The (three-dimensional) particles have a diameter $r$ and can be described as being a special case of superellipsoids. My superellipsiod is a centrally symmetric particle defined by

\begin{equation}\label{eq:superellipsoid} \left| \frac{x}{r} \right|^{m} +\left| \frac{y}{r} \right|^{m} + \left| \frac{z}{r} \right|^{m} \leq 1 \end{equation}

where $x$, $y$ and $z$ are Cartesian coordinates, $r$ is the radius and $m$ is the deformation parameter. Here, $2 \leq m \leq \infty$, where $m=2$ represents a sphere and $m=\infty$ a sharp cube. Most of my dice have a roundness $m=3.5$ and a radius $r\sim80$ nm.

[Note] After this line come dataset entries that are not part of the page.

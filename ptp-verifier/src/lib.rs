//! ptp-verifier
//!
//! Checks eligibility proofs. [`ArtifactVerifier`] implementations decide
//! whether an artifact is valid; [`ProofVerifier`] tracks the verification
//! lifecycle of the current proof so that each proof resolves exactly once.

pub mod error;
pub mod onchain;
pub mod simulated;
pub mod state;

use async_trait::async_trait;
use ptp_common::ProofArtifact;

pub use error::VerifierError;
pub use onchain::{verify_tx_calldata, OnchainVerifier, VERIFY_TX_SIGNATURE};
pub use simulated::{SimulatedVerifier, DEFAULT_VERIFY_DELAY};
pub use state::{ProofVerifier, Resolution, VerificationTicket, VerifierState};

#[async_trait]
pub trait ArtifactVerifier: Send + Sync {
    fn name(&self) -> &'static str;

    /// `Ok(false)` means the proof was checked and rejected; `Err` means it
    /// could not be checked.
    async fn verify(&self, artifact: &ProofArtifact) -> Result<bool, VerifierError>;
}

The question: What is the surface are of a centrally symmetric superellipsoid, given the radius $r$ and deformation parameter $m$. A complete proof would be appreciated.

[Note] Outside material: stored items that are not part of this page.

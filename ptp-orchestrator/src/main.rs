//! ptp
//!
//! Command line client for the pump API and the claim flow.

use std::sync::Arc;

use anyhow::{bail, Context, Result};
use clap::{Args, Parser, Subcommand};
use ptp_common::EthAmount;
use ptp_orchestrator::{ClaimSession, HttpPumpDirectory, OrchestratorConfig, PumpDirectory, VerifyOutcome};
use ptp_prover::TemplateProver;
use ptp_verifier::{ArtifactVerifier, OnchainVerifier, SimulatedVerifier};
use ptp_wallet_state::{JsonRpcWalletProvider, WalletSession};
use tokio::sync::Mutex;
use tracing::info;
use tracing_subscriber::EnvFilter;
use uuid::Uuid;

#[derive(Parser)]
#[command(name = "ptp", about = "Create pumps and prove eligibility to join them")]
struct Cli {
    #[command(subcommand)]
    command: Commands,
}

#[derive(Subcommand)]
enum Commands {
    /// List or create pumps.
    #[command(subcommand)]
    Pumps(PumpsCommand),
    /// Connect the wallet, prove the balance meets a pump's threshold and join it.
    Claim(ClaimArgs),
}

#[derive(Subcommand)]
enum PumpsCommand {
    /// Print all pumps, newest first.
    List,
    /// Create a pump owned by the connected wallet.
    Create(CreateArgs),
}

#[derive(Args)]
struct CreateArgs {
    #[arg(long)]
    name: String,
    /// Minimum ETH balance a participant must prove, e.g. 0.01.
    #[arg(long)]
    required_eth: EthAmount,
    #[arg(long)]
    description: Option<String>,
}

#[derive(Args)]
struct ClaimArgs {
    /// Pump id.
    #[arg(long)]
    pump: Uuid,
}

#[tokio::main]
async fn main() -> Result<()> {
    dotenvy::dotenv().ok();

    tracing_subscriber::fmt()
        .with_env_filter(
            EnvFilter::try_from_default_env().unwrap_or_else(|_| EnvFilter::new("ptp_orchestrator=info")),
        )
        .init();

    let cli = Cli::parse();
    let config = OrchestratorConfig::from_env()?;

    match cli.command {
        Commands::Pumps(PumpsCommand::List) => list_pumps(&config).await,
        Commands::Pumps(PumpsCommand::Create(args)) => create_pump(&config, args).await,
        Commands::Claim(args) => claim(&config, args).await,
    }
}

fn build_session(config: &OrchestratorConfig) -> Result<(ClaimSession, Arc<JsonRpcWalletProvider>)> {
    let provider = Arc::new(JsonRpcWalletProvider::new(&config.rpc_url)?);
    let wallet = Arc::new(Mutex::new(WalletSession::new(provider.clone())));
    let directory = Arc::new(HttpPumpDirectory::new(config.api_url.clone())?);
    let prover = Arc::new(TemplateProver::new(config.proof_delay)?);

    let verifier: Arc<dyn ArtifactVerifier> = match config.verifier_address {
        Some(contract) => {
            info!(contract = ?contract, "using on-chain verifier");
            Arc::new(OnchainVerifier::new(&config.rpc_url, contract)?)
        }
        None => Arc::new(SimulatedVerifier::new(config.verify_delay)),
    };

    Ok((ClaimSession::new(wallet, directory, prover, verifier), provider))
}

async fn list_pumps(config: &OrchestratorConfig) -> Result<()> {
    let directory = HttpPumpDirectory::new(config.api_url.clone())?;
    let pumps = directory
        .list()
        .await
        .context("failed to list pumps")?;
    println!("{}", serde_json::to_string_pretty(&pumps)?);
    Ok(())
}

async fn create_pump(config: &OrchestratorConfig, args: CreateArgs) -> Result<()> {
    let (session, _) = build_session(config)?;
    session.connect_wallet().await.context("failed to connect wallet")?;

    let pump = session
        .create_pump(&args.name, args.description.as_deref(), args.required_eth)
        .await?;
    println!("{}", serde_json::to_string_pretty(&pump)?);
    Ok(())
}

async fn claim(config: &OrchestratorConfig, args: ClaimArgs) -> Result<()> {
    let (session, provider) = build_session(config)?;

    let wallet = session.connect_wallet().await.context("failed to connect wallet")?;
    println!(
        "connected {} with {} ETH",
        wallet.short_address().unwrap_or_default(),
        wallet.balance.unwrap_or_default()
    );

    let poller = provider.spawn_change_poller(config.poll_interval);
    let watch = WalletSession::watch(session.wallet()).await?;

    session.refresh_pumps().await?;
    let pump = session.select_pump(args.pump)?;
    println!("pump '{}' requires {} ETH", pump.name, pump.required_eth);

    let result = run_claim(&session).await;

    watch.unsubscribe();
    poller.abort();
    result
}

async fn run_claim(session: &ClaimSession) -> Result<()> {
    let Some(outcome) = session.generate_proof().await? else {
        bail!("pump selection changed during proof generation");
    };
    if !outcome.eligible {
        println!("not eligible: insufficient ETH balance");
        return Ok(());
    }
    println!("eligible, proof generated at {}", outcome.generated_at);

    match session.verify_proof().await? {
        VerifyOutcome::Registered(pump) => {
            println!(
                "proof verified; '{}' now has {} participant(s)",
                pump.name,
                pump.participants.len()
            );
            Ok(())
        }
        VerifyOutcome::Rejected => bail!("proof verification failed"),
        VerifyOutcome::Stale => bail!("pump selection changed during verification"),
    }
}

Additional information: The volume of such a superellipsoid is given by

\begin{equation}\label{eq:volumecuboid} V(r,m) = 8 r^{3} \frac{\displaystyle\left[ \Gamma \left(1+\frac{1}{m}\right) \right]^{3}}{\displaystyle\Gamma \left(1+\frac{3}{m}\right)} \end{equation}

and the $\Gamma$-function has the property that

\begin{equation} \Gamma(n) = (n-1)! \end{equation}

where $n$ must be a positive integer.

The two important properties of the gamma function which will be used here are $x \Gamma(x)=\Gamma(x+1)$ and $\Gamma(\frac{1}{2})=\sqrt{\pi}$. Using these properties, it can be shown that for a sphere ($m=2$) with radius $r$:

\begin{equation} V_{\textrm{sphere}} (r,2) = \frac{4}{3}\pi r^{3} \end{equation}

and for a cube ($m = \infty$) with edges $2r$

\begin{equation} V_{\textrm{cube}} (r,\infty) = (2r)^{3} . \end{equation}

But now for the surface area. Thank you for reading.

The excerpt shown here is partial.